Work to be completed: In the records below, find the line that contains "http.run().await" and the line that contains "use foodie_types::ports::order_repository::OrderRepository;", then retype exactly those two lines and every line between them.
►
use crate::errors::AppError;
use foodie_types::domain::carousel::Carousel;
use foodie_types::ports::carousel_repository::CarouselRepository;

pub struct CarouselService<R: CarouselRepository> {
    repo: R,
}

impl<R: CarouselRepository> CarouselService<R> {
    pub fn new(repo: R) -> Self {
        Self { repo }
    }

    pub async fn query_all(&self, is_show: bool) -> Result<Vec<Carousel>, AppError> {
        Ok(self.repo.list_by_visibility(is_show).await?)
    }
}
◄
►
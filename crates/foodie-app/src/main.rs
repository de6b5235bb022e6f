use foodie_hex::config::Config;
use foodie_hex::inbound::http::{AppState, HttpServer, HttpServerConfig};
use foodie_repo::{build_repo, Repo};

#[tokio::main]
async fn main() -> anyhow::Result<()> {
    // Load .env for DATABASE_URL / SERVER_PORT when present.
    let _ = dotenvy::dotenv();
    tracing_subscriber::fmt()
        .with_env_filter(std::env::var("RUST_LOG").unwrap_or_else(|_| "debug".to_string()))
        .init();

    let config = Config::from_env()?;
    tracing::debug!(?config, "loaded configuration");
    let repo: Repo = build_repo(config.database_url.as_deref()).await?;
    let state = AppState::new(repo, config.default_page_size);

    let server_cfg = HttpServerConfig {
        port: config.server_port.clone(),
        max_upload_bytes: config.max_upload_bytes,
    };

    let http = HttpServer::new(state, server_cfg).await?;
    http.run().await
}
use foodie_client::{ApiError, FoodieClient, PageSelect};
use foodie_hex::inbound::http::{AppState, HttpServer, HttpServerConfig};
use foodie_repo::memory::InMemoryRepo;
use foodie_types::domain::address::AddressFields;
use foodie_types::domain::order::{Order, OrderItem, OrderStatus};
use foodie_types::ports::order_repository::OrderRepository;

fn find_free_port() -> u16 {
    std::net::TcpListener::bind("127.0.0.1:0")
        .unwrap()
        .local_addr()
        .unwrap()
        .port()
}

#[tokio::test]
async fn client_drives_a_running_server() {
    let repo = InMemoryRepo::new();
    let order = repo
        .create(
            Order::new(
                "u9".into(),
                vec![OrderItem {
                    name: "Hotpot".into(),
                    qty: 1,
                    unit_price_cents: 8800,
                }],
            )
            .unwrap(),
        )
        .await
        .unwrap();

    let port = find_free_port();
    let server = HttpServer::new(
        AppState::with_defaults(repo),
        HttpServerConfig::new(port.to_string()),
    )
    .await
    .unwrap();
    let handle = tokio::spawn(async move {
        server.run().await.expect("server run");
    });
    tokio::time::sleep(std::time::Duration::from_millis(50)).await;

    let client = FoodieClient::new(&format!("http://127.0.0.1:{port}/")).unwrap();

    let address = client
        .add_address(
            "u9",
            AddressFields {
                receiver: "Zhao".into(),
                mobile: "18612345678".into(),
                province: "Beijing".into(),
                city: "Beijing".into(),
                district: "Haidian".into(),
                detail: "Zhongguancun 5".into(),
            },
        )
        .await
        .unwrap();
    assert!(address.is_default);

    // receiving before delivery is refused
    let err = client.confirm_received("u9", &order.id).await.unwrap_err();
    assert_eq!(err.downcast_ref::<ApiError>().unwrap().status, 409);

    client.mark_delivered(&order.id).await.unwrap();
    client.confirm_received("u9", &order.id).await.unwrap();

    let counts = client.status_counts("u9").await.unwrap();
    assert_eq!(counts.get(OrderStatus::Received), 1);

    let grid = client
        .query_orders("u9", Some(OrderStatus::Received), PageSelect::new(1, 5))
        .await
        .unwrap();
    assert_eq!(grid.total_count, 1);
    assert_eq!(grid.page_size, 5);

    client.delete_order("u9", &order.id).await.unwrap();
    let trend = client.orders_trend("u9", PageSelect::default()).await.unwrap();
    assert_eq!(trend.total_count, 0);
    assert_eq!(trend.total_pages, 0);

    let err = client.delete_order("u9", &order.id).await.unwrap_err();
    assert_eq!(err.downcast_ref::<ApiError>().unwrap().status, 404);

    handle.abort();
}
◄
Result of the exercise:
    http.run().await
}
use foodie_client::{ApiError, FoodieClient, PageSelect};
use foodie_hex::inbound::http::{AppState, HttpServer, HttpServerConfig};
use foodie_repo::memory::InMemoryRepo;
use foodie_types::domain::address::AddressFields;
use foodie_types::domain::order::{Order, OrderItem, OrderStatus};
use foodie_types::ports::order_repository::OrderRepository;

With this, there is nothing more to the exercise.